(Assigned task):
Reproduce the entries from their first line up to and including the line with "use crate::category::Category;". Leave out everything after it.

(Data provided):

□ □ □ □

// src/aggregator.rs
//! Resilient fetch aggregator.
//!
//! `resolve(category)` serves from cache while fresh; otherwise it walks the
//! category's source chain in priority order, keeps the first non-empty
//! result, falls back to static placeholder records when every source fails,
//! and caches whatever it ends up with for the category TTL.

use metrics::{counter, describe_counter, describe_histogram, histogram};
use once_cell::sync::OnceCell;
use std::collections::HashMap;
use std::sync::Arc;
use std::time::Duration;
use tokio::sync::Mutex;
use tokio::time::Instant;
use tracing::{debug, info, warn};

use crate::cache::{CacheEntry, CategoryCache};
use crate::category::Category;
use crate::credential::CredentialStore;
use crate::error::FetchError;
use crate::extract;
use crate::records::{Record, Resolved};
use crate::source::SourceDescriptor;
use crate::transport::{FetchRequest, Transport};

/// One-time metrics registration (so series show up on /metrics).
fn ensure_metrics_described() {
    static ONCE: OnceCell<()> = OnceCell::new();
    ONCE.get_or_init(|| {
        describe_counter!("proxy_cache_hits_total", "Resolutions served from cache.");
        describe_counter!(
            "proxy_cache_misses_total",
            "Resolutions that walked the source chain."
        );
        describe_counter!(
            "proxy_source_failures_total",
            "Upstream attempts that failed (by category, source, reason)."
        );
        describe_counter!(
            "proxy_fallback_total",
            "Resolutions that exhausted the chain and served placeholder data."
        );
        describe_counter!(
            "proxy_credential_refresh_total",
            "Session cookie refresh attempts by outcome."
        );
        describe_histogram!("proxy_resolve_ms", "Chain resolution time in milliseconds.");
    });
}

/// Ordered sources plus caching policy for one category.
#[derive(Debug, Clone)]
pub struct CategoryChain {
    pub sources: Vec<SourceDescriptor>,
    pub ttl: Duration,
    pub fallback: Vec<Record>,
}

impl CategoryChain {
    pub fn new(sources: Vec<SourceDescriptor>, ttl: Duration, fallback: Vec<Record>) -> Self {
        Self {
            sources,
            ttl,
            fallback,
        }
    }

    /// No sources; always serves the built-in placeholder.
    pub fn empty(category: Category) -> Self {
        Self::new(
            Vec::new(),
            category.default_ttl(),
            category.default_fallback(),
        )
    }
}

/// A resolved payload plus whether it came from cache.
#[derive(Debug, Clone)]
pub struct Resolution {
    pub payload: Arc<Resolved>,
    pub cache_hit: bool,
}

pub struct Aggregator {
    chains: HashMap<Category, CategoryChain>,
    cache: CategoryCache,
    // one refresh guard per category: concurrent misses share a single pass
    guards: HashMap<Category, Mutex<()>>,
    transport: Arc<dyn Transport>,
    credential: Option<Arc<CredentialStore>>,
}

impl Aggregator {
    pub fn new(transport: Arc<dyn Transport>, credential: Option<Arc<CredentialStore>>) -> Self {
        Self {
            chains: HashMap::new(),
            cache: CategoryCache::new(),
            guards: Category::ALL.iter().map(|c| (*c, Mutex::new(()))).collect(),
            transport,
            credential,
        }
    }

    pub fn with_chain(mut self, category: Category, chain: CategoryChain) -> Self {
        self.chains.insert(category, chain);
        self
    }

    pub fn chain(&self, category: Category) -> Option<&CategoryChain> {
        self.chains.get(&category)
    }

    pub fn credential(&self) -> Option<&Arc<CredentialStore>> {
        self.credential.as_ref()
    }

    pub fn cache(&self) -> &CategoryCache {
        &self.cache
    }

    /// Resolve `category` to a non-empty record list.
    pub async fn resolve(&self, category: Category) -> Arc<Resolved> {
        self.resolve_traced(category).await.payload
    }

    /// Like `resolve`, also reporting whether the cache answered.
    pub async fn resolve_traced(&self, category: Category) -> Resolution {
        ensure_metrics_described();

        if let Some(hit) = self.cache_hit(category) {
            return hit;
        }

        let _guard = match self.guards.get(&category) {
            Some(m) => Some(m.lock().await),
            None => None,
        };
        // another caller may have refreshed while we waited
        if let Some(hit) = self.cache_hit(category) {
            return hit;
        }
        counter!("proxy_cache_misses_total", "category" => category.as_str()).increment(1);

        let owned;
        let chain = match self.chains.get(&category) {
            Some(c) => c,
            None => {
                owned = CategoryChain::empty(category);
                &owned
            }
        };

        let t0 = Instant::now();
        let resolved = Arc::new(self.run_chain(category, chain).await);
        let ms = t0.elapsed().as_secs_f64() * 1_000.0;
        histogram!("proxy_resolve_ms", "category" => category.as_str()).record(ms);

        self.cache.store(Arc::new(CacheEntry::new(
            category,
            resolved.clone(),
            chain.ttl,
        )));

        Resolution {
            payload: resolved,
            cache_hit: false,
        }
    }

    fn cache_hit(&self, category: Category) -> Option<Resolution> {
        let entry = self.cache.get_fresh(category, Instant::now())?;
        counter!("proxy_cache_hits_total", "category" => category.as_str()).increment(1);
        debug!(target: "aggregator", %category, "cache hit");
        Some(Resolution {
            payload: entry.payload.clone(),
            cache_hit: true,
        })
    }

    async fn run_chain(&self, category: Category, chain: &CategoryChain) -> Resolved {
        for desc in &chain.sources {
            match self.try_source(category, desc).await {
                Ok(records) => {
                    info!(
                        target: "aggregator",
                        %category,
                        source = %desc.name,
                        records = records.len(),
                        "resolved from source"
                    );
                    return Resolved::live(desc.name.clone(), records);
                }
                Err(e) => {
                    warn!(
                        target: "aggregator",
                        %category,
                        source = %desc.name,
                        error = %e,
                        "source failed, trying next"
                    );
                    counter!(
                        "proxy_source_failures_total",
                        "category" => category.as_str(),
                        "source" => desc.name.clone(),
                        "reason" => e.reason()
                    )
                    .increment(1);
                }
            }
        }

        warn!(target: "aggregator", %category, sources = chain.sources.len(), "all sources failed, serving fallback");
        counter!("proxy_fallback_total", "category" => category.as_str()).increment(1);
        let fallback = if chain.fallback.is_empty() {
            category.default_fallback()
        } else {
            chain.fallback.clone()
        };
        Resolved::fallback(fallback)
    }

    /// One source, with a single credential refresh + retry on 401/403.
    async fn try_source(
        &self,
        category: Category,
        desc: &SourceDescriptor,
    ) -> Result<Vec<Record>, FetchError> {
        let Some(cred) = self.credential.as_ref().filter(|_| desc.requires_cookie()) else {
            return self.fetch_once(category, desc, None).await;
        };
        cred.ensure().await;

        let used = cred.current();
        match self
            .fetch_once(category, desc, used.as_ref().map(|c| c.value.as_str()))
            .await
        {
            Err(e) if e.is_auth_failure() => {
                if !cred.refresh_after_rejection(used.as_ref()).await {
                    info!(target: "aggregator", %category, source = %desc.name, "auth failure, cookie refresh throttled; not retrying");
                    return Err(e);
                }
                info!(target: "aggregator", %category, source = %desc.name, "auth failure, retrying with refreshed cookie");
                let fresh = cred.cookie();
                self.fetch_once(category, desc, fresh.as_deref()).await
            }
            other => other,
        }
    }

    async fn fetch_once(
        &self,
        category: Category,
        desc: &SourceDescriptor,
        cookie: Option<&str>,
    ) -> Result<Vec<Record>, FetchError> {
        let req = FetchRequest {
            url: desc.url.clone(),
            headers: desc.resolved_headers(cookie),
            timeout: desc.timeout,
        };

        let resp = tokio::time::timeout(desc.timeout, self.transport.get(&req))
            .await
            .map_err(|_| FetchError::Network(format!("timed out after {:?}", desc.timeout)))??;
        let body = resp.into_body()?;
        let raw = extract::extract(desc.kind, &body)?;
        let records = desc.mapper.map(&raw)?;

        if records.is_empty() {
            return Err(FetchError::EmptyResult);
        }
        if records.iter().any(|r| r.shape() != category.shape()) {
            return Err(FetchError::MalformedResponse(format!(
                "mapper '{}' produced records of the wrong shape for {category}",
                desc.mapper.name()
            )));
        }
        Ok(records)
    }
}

□ □ □ □

(Result):
// src/aggregator.rs
//! Resilient fetch aggregator.
//!
//! `resolve(category)` serves from cache while fresh; otherwise it walks the
//! category's source chain in priority order, keeps the first non-empty
//! result, falls back to static placeholder records when every source fails,
//! and caches whatever it ends up with for the category TTL.

use metrics::{counter, describe_counter, describe_histogram, histogram};
use once_cell::sync::OnceCell;
use std::collections::HashMap;
use std::sync::Arc;
use std::time::Duration;
use tokio::sync::Mutex;
use tokio::time::Instant;
use tracing::{debug, info, warn};

use crate::cache::{CacheEntry, CategoryCache};
use crate::category::Category;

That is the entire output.